Devraient figurer six femmes : Alliot Marie (Intérieur) Rachida Dati (Justice) Valérie Pécresse (Recherche et enseignement supérieur) Roselyne Bachelot (Santé et Sport) Christine Lagarde (Agriculture) et Christine Albanel (Culture) et huit hommes (pas la parité !) mais ça pourrait changer : Kouchner (Affaires étrangères) Juppé (Environnement) Hortefeux (Identité nationale) Morin (Défense) Borloo (Emploi) Eric Woerth (Budget) Xavier Bertrand (Affaires sociales) Xavier Darcos (Education) et donc Jean Pierre Jouyet (secrétaire d’Etat aux Affaires européennes).

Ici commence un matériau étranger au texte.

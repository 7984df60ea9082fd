//! Integrationstests über die öffentliche API:
//! - kompletter Authoring-Ablauf (Nodes anlegen, verschieben, neu aufbauen)
//! - Persistenz-Round-Trip von Pfad und Bake-Artefakt
//! - Austauschbarkeit von Live-Pfad und Bake-Artefakt hinter `PathSource`

use approx::assert_relative_eq;
use glam::{Affine3A, Vec3};
use path_tools::{BakedPath, DistancePath, Node, Path, PathSource};

fn assert_vec3_eq(a: Vec3, b: Vec3, epsilon: f32) {
    assert_relative_eq!(a.x, b.x, epsilon = epsilon);
    assert_relative_eq!(a.y, b.y, epsilon = epsilon);
    assert_relative_eq!(a.z, b.z, epsilon = epsilon);
}

/// Erstellt einen geschlossenen Dreiecks-Pfad mit leichtem Banking.
fn triangle_loop() -> Path {
    let mut path = Path::new(0.25);
    path.push_node(Node::new(Vec3::ZERO));
    path.push_node(Node::new(Vec3::new(10.0, 0.0, 0.0)));
    path.push_node(Node::new(Vec3::new(5.0, 0.0, 8.66)));
    for i in 0..path.node_count() {
        path.node_mut(i).expect("Node erwartet").orientation = 15.0;
    }
    path.close_loop = true;
    path.update_path();
    path
}

// ─── Authoring-Ablauf ───────────────────────────────────────────────────────

#[test]
fn test_authoring_flow_from_empty_to_queryable() {
    let mut path = Path::default();

    // Abfragen vor jedem Aufbau: definierte Defaults, kein Panic
    assert!(!path.is_path_ready());
    assert_eq!(path.position_at_distance(1.0, true), Vec3::ZERO);

    path.add_node();
    path.add_node();
    path.add_node();
    assert_eq!(path.node_count(), 3);

    // add_node lässt die Caches bewusst unangetastet
    assert!(!path.is_path_ready());

    path.update_path();
    assert!(path.is_path_ready());
    assert!(path.path_distance() > 0.0);

    // Verschieben baut implizit neu auf
    path.adjust_node(2, Vec3::new(30.0, 0.0, 0.0), true);
    assert!(path.path_distance() >= 20.0);
}

#[test]
fn test_remove_node_down_to_degenerate() {
    let mut path = triangle_loop();

    path.remove_node(2).expect("Node erwartet");
    path.remove_node(1).expect("Node erwartet");
    path.update_path();

    assert!(!path.is_path_ready());
    assert_eq!(path.path_distance(), 0.0);
    assert_eq!(path.position_at_distance(2.0, true), Vec3::ZERO);
}

// ─── Persistenz ─────────────────────────────────────────────────────────────

#[test]
fn test_path_serde_round_trip_requires_rebuild() {
    let path = triangle_loop();

    let json = serde_json::to_string(&path).expect("Serialisierung erwartet");
    let mut restored: Path = serde_json::from_str(&json).expect("Deserialisierung erwartet");

    // Persistiert sind Nodes, close_loop und step — die Caches nicht
    assert_eq!(restored.node_count(), path.node_count());
    assert!(restored.close_loop);
    assert_relative_eq!(restored.step(), path.step(), epsilon = 1e-6);
    assert!(!restored.is_path_ready());

    restored.update_path();
    assert_relative_eq!(
        restored.path_distance(),
        path.path_distance(),
        epsilon = 1e-3
    );
    assert_vec3_eq(
        restored.position_at_distance(4.0, true),
        path.position_at_distance(4.0, true),
        1e-3,
    );
}

#[test]
fn test_baked_serde_round_trip_is_self_contained() {
    let path = triangle_loop();
    let baked = BakedPath::bake(&path).expect("Bake erwartet");

    let json = serde_json::to_string(&baked).expect("Serialisierung erwartet");
    let restored: BakedPath = serde_json::from_str(&json).expect("Deserialisierung erwartet");

    // Sofort abfragbar, ohne Quell-Pfad und ohne Rebuild
    assert!(restored.is_path_ready());
    assert_relative_eq!(restored.path_distance(), baked.path_distance(), epsilon = 1e-5);
    assert_vec3_eq(
        restored.position_at_distance(3.0, true),
        baked.position_at_distance(3.0, true),
        1e-5,
    );
    assert_vec3_eq(
        restored.up_vector_at_distance(3.0),
        baked.up_vector_at_distance(3.0),
        1e-5,
    );
}

// ─── PathSource ─────────────────────────────────────────────────────────────

#[test]
fn test_path_source_variants_are_interchangeable() {
    let path = triangle_loop();
    let baked = BakedPath::bake(&path).expect("Bake erwartet");

    let live = PathSource::Live(path);
    let frozen = PathSource::Baked(baked);

    // Ein Follower, der nur den Vertrag kennt, sieht dieselbe Bahn
    for source in [&live, &frozen] {
        assert!(source.is_path_ready());
        assert!(source.path_distance() > 0.0);
    }

    let mut distance = 0.0;
    while distance < live.path_distance() {
        assert_vec3_eq(
            live.position_at_distance(distance, true),
            frozen.position_at_distance(distance, true),
            0.02,
        );
        distance += 0.25;
    }
}

#[test]
fn test_world_transform_applies_to_both_variants() {
    let mut path = triangle_loop();
    path.set_world_from_local(Affine3A::from_translation(Vec3::new(100.0, 0.0, 0.0)));
    path.update_path();

    let baked = BakedPath::bake(&path).expect("Bake erwartet");

    let live_world = path.position_at_distance(0.0, false);
    let baked_world = baked.position_at_distance(0.0, false);
    assert_vec3_eq(live_world, baked_world, 1e-3);
    assert_relative_eq!(live_world.x, 100.0, epsilon = 1e-3);

    // Lokal bleibt die Bahn unverschoben
    assert_vec3_eq(path.position_at_distance(0.0, true), Vec3::ZERO, 1e-3);
}
//! unmacro Expand
//!
//! Rewrites C sources so every macro invocation is replaced in place by its
//! expansion, keeping line structure, `#include`s and other directives.
//!
//! ## Modules
//!
//! - `preprocessor` - Compiler invocation and line marker parsing
//! - `expansion` - Per-file, per-line table of observed expansions
//! - `scanner` - Builds the table from customized preprocessed output
//! - `reconciler` - Rewrites source files from the table
//! - `verifier` - Proves the rewrite preprocesses identically
//! - `backup` - Restores the originals kept by the reconciler

pub mod backup;
pub mod expansion;
pub mod preprocessor;
pub mod reconciler;
pub mod report;
pub mod scanner;
pub mod verifier;

pub use expansion::{ExpansionOccurrences, LineInfo, SourceFileInfo, SourceFiles};
pub use reconciler::LineReconciler;
pub use report::{ExpansionReport, RewriteWarning, SkipReason, SkippedFile, WarningKind};
pub use scanner::ExpansionScanner;

use std::path::Path;
use tracing::info;
use unmacro_core::{ReconciliationOptions, Result, TranslationUnit};

/// Expand macros in every source below `base_dir` reached by `units`
///
/// Runs scan, rewrite and verification in order. Does nothing when
/// `options.enabled` is false. Any error leaves already rewritten files and
/// their backups in place.
pub fn expand_macros(
    options: &ReconciliationOptions,
    base_dir: &Path,
    units: &[TranslationUnit],
) -> Result<ExpansionReport> {
    if !options.enabled {
        return Ok(ExpansionReport::disabled());
    }

    let reconciler = LineReconciler::new(base_dir)?;
    info!(
        "Expanding macros for {} translation units below {}",
        units.len(),
        reconciler.base_dir().display()
    );

    let files = scanner::scan_units(options, units)?;

    let mut report = ExpansionReport {
        enabled: true,
        units: units.len(),
        ..ExpansionReport::default()
    };
    reconciler.reconcile_all(&files, &mut report)?;

    verifier::verify_units(units)?;

    info!(
        "Rewrote {} files ({} skipped, {} warnings)",
        report.rewritten.len(),
        report.skipped.len(),
        report.warnings.len()
    );
    Ok(report)
}

/// Split on `\n` only, without a trailing empty piece
///
/// Unlike `str::lines`, a `\r` before the newline stays part of the line.
pub(crate) fn split_lines(text: &str) -> impl Iterator<Item = &str> {
    let body = text.strip_suffix('\n').unwrap_or(text);
    let count = if text.is_empty() { 0 } else { usize::MAX };
    body.split('\n').take(count)
}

A peine la liste confirmée, ce matin avant 10 heures, Sarkozy sera déjà sur le point d’embarquer pour Toulouse, direction Airbus, pour rendre compte des discussions qu’il a eu avec Merkell sur EADS. Toujours en mouvement, tout le temps, le nouveau président a déjà annoncé qu’il souhaitait traiter tous les dossiers en même temps, vite, et obtenir des résultats probants partout. Réactivité, efficacité, popularité. Il faut que ça transpire et que ça se voie. Pour ne pas laisser de place à la gauche, pas le temps de se refaire une santé, cette gauche socialiste qui a dû annuler en catimini les festivités annoncées par Royal le soir de sa défaite. Pas de grand rassemblement « façon Charléty » pour remercier Ségolène, qui bronze en Tunisie. Officiellement, Hollande (qui va bientôt la rejoindre à Djerba) n’a plus d’argent dans les caisses. Pas de bras, pas de chocolat. Officieusement, le PS est au plus mal, soufflé par le deuxième effet Kouchner, qui n’a pas fini de faire des vagues, et qui laisse les éléphants, réformateurs ou non, à leur triste sort d’espèces en voie de disparition. Plus le PS s’affaisse, plus Sarkozy accélère, dirait-on, comme pour distancer le plus possible cette opposition peu imposante, qui ne sortira pas la tête de l’eau avant les législatives, sauf miracle. Les premiers sondages donnent un sacre de plus à la majorité présidentielle. « Que des sondages » persiflera Solferino, mais des sondages qui reflètent souvent une exacte réalité.

Il court, il court, Sarkozy, il est passé par ici, il repassera par là, c’est bien connu, une sorte de moderne-politique nouvelle dans l’hexagone, une tournée promotionnelle géante de l’UMP pour un film à gros capitaux prévu pour rester sur les écrans pendant cinq ans, pas moins.